Esta mediación es definitivamente política. Si la dominación como fundamento y origen de lo social es el tema profundo —y reprimido— de la política republicana, y el contenido central de las mediaciones liberales como este análisis en última instancia propone, la secuencia de figuraciones históricas realizada por Palma sólo puede ser finalmente entendida en el contexto de ese reclamo, que es un reclamo de lo real sobre la ideología y sobre la literatura. Palma casi nunca hace explícita esta orientación de su escritura, pero sí, como en muchos otros niveles, se le presenta en momentos sintomáticos. Un ejemplo, con el que debemos concluir, es la tradición “Las Brujas de Salcaguanga”, de la octava serie. Aquí Palma relata la historia de unos sueltos satíricos aparecidos en varios pueblos de la sierra norte en 1818, en los cuales se ridiculiza a la autoridad real. Casi como al pasar, Palma comenta que una caricatura en estos sueltos presenta al monarca Fernando VII “de hinojos ante Túpac Amaru” y enseguida resume el texto de la sátira, que diserta “largo y menudo” sobre la opresión de los indios “y demás temas obligados” del debate independentista. Como casi todas las referencias al cacique de Tungasuca a través de las Tradiciones, esta es menor y de poca relevancia para el cuento que la ocasiona; sin embargo, la sola presencia del nombre Túpac Amaru moviliza el intertexto y el campo semiótico palmista, poniéndolo ahora contra el mosaico histórico del independentismo republicano. Túpac Amaru representa aquí una voluntad de independencia política que no tiene lineamientos étnicos definidos, genérica y ambigua, india y criolla a la vez.
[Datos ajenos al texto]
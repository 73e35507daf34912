use anyhow::Result;
use owo_colors::OwoColorize as _;

use crate::config::AppContext;
use crate::mode::{Mode, RuntimeContext};

fn mode_label(mode: Mode) -> String {
  let label = mode.label();
  match mode {
    Mode::Root => label.green().to_string(),
    Mode::Workbench => label.cyan().to_string(),
    Mode::WithinRoot => label.yellow().to_string(),
    Mode::Uninitialized => label.red().to_string(),
  }
}

/// Key/value rows describing where the command runs.
fn status_rows(runtime: &RuntimeContext) -> Vec<(&'static str, String)> {
  let mut rows = vec![("Mode", mode_label(runtime.mode))];
  let root = runtime
    .root_path
    .as_ref()
    .map(|p| p.display().to_string());
  match runtime.mode {
    Mode::Root => {
      rows.extend(root.map(|r| ("Root", r)));
    }
    Mode::Workbench => {
      if let Some(config) = &runtime.workbench_config {
        rows.push(("Workbench", config.name.clone()));
      }
      rows.extend(root.map(|r| ("Root", r)));
      rows.push(("CWD", runtime.cwd.display().to_string()));
    }
    Mode::WithinRoot => {
      if let Some(root_path) = &runtime.root_path {
        rows.push(("Root", root_path.display().to_string()));
        match runtime.cwd.strip_prefix(root_path) {
          Ok(rel) => rows.push(("Position", rel.display().to_string())),
          Err(_) => rows.push(("CWD", runtime.cwd.display().to_string())),
        }
      }
    }
    Mode::Uninitialized => {
      rows.push(("Info", "No bench project found".to_string()));
      rows.push(("CWD", runtime.cwd.display().to_string()));
    }
  }
  if let Some(base) = &runtime.base_config {
    rows.push(("Task Model", base.models.task.clone()));
  }
  rows
}

pub fn run(ctx: &AppContext) -> Result<()> {
  let rows = status_rows(&ctx.runtime);
  let width = rows.iter().map(|(k, _)| k.len()).max().unwrap_or(0);
  anstream::println!("{}", "Bench Status".bold());
  for (key, value) in rows {
    anstream::println!("{}  {}", format!("{key:<width$}").bold(), value);
  }
  Ok(())
}

#[cfg(test)]
mod tests {
  use super::*;
  use crate::mode::detect_mode;
  use crate::store::{BASE_CONFIG_FILE, BaseConfig, save_yaml};

  #[test]
  fn within_root_reports_position() {
    let dir = tempfile::tempdir().unwrap();
    save_yaml(&dir.path().join(".bench").join(BASE_CONFIG_FILE), &BaseConfig::initial()).unwrap();
    let nested = dir.path().join("api").join("src");
    std::fs::create_dir_all(&nested).unwrap();

    let rows = status_rows(&detect_mode(&nested).unwrap());
    let keys: Vec<&str> = rows.iter().map(|(k, _)| *k).collect();
    assert_eq!(keys, vec!["Mode", "Root", "Position", "Task Model"]);
    assert_eq!(rows[2].1, "api/src");
  }

  #[test]
  fn uninitialized_has_no_model_row() {
    let dir = tempfile::tempdir().unwrap();
    let rows = status_rows(&detect_mode(dir.path()).unwrap());
    let keys: Vec<&str> = rows.iter().map(|(k, _)| *k).collect();
    assert_eq!(keys, vec!["Mode", "Info", "CWD"]);
  }
}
Sin embargo, el comentario autorial insertado inmediatamente reconvierte la figura: la opresión de los indios que Túpac Amaru emblematiza, la dominación misma, es uno de los “temas obligados” del lenguaje político, no un evento de la historia o de la realidad, tan sólo un hecho de la retórica. La voz “obligada” a tratar este tema es, sin duda, la voz criolla que monopoliza el discurso republicano, y lo hace utilizándolo como un arma en su lucha por representar —literalmente, en un panfleto gráfico— su ascenso a la hegemonía contra el poder colonial.

Así, Túpac Amaru y su significado se reinsertan en la lógica de la historia nacional como un momento de la escritura. “Las brujas...” sólo es posible luego de la secuencia de operaciones discursivas detalladas previamente; sólo puede suceder una vez que el campo intertextual de las Tradiciones ha sido asentado con firmeza y su proyecto está en marcha.

La escritura palmista es el prerequisito obligado de esta aparición de la política; la escritura misma, con la figuración autorial ubicada en su centro de control como emblema, es el soporte y el medio de la política en el contexto de la dominación criolla.